All lines in the records below that hold "Sync" are to be shown.

+++++

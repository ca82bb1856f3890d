//! Error types for `yacoid-core`.
//!
//! Every [`Error`] variant maps to exactly one [`ErrorKind`], whose string
//! form is the stable machine-readable code handed to clients.

use serde::Serialize;
use strum::{Display, IntoStaticStr};
use thiserror::Error;
use uuid::Uuid;

#[derive(Debug, Error)]
pub enum Error {
  #[error("invalid input: {}", .0.join(", "))]
  Validation(Vec<String>),

  #[error("no user for the supplied auth token")]
  UserNotFound,

  #[error("definition not found: {0}")]
  DefinitionNotFound(Uuid),

  #[error("source not found: {0}")]
  SourceNotFound(Uuid),

  #[error("author not found: {0}")]
  AuthorNotFound(Uuid),

  #[error("user {0} lacks admin privilege")]
  Permission(Uuid),

  #[error("definition {definition} was submitted by another user than {user}")]
  Ownership { definition: Uuid, user: Uuid },

  #[error("definition {0} is already approved")]
  AlreadyApproved(Uuid),

  #[error("definition {0} has a rejection the author has not answered yet")]
  RejectionNotAnsweredYet(Uuid),

  #[error("store error: {0}")]
  Store(#[source] Box<dyn std::error::Error + Send + Sync>),
}

pub type Result<T, E = Error> = std::result::Result<T, E>;

impl Error {
  /// Wrap a backend error.
  pub fn store<E>(e: E) -> Self
  where
    E: std::error::Error + Send + Sync + 'static,
  {
    Self::Store(Box::new(e))
  }

  /// Build a [`Error::Validation`] from a single message.
  pub fn invalid(message: impl Into<String>) -> Self {
    Self::Validation(vec![message.into()])
  }

  pub fn kind(&self) -> ErrorKind {
    match self {
      Self::Validation(_) => ErrorKind::InvalidInput,
      Self::UserNotFound => ErrorKind::UserNotFound,
      Self::DefinitionNotFound(_) => ErrorKind::DefinitionNotFound,
      Self::SourceNotFound(_) => ErrorKind::SourceNotFound,
      Self::AuthorNotFound(_) => ErrorKind::AuthorNotFound,
      Self::Permission(_) => ErrorKind::NotEnoughPermissions,
      Self::Ownership { .. } => ErrorKind::BelongsToAnotherUser,
      Self::AlreadyApproved(_) => ErrorKind::AlreadyApproved,
      Self::RejectionNotAnsweredYet(_) => ErrorKind::RejectionNotAnsweredYet,
      Self::Store(_) => ErrorKind::StoreError,
    }
  }
}

// ─── ErrorKind ───────────────────────────────────────────────────────────────

/// The stable, machine-readable classification of an [`Error`].
///
/// The `Display`/`&'static str` form is the wire code. Codes are part of the
/// public contract and must never be renamed.
#[derive(
  Debug, Clone, Copy, PartialEq, Eq, Hash, Display, IntoStaticStr, Serialize,
)]
pub enum ErrorKind {
  #[strum(serialize = "INVALID_INPUT")]
  #[serde(rename = "INVALID_INPUT")]
  InvalidInput,
  #[strum(serialize = "USER_NOT_FOUND")]
  #[serde(rename = "USER_NOT_FOUND")]
  UserNotFound,
  #[strum(serialize = "DEFINITION_NOT_FOUND")]
  #[serde(rename = "DEFINITION_NOT_FOUND")]
  DefinitionNotFound,
  #[strum(serialize = "SOURCE_NOT_FOUND")]
  #[serde(rename = "SOURCE_NOT_FOUND")]
  SourceNotFound,
  #[strum(serialize = "AUTHOR_NOT_FOUND")]
  #[serde(rename = "AUTHOR_NOT_FOUND")]
  AuthorNotFound,
  #[strum(serialize = "NOT_ENOUGH_PERMISSIONS")]
  #[serde(rename = "NOT_ENOUGH_PERMISSIONS")]
  NotEnoughPermissions,
  #[strum(serialize = "DEFINITION_BELONGS_TO_ANOTHER_USER")]
  #[serde(rename = "DEFINITION_BELONGS_TO_ANOTHER_USER")]
  BelongsToAnotherUser,
  #[strum(serialize = "DEFINITION_ALREADY_APPROVED")]
  #[serde(rename = "DEFINITION_ALREADY_APPROVED")]
  AlreadyApproved,
  #[strum(serialize = "DEFINITION_REJECTION_NOT_ANSWERED_YET")]
  #[serde(rename = "DEFINITION_REJECTION_NOT_ANSWERED_YET")]
  RejectionNotAnsweredYet,
  #[strum(serialize = "STORE_ERROR")]
  #[serde(rename = "STORE_ERROR")]
  StoreError,
}

impl ErrorKind {
  pub fn code(self) -> &'static str { self.into() }
}

#[cfg(test)]
mod tests {
  use super::*;

  #[test]
  fn codes_are_stable() {
    let id = Uuid::nil();
    assert_eq!(
      Error::AlreadyApproved(id).kind().code(),
      "DEFINITION_ALREADY_APPROVED"
    );
    assert_eq!(
      Error::RejectionNotAnsweredYet(id).kind().to_string(),
      "DEFINITION_REJECTION_NOT_ANSWERED_YET"
    );
    assert_eq!(
      Error::Ownership { definition: id, user: id }.kind().code(),
      "DEFINITION_BELONGS_TO_ANOTHER_USER"
    );
    assert_eq!(Error::invalid("x").kind().code(), "INVALID_INPUT");
  }

  #[test]
  fn serialised_kind_matches_code() {
    let json = serde_json::to_string(&ErrorKind::NotEnoughPermissions).unwrap();
    assert_eq!(json, "\"NOT_ENOUGH_PERMISSIONS\"");
  }
}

+++++

- Result of the exercise
  Store(#[source] Box<dyn std::error::Error + Send + Sync>),
    E: std::error::Error + Send + Sync + 'static,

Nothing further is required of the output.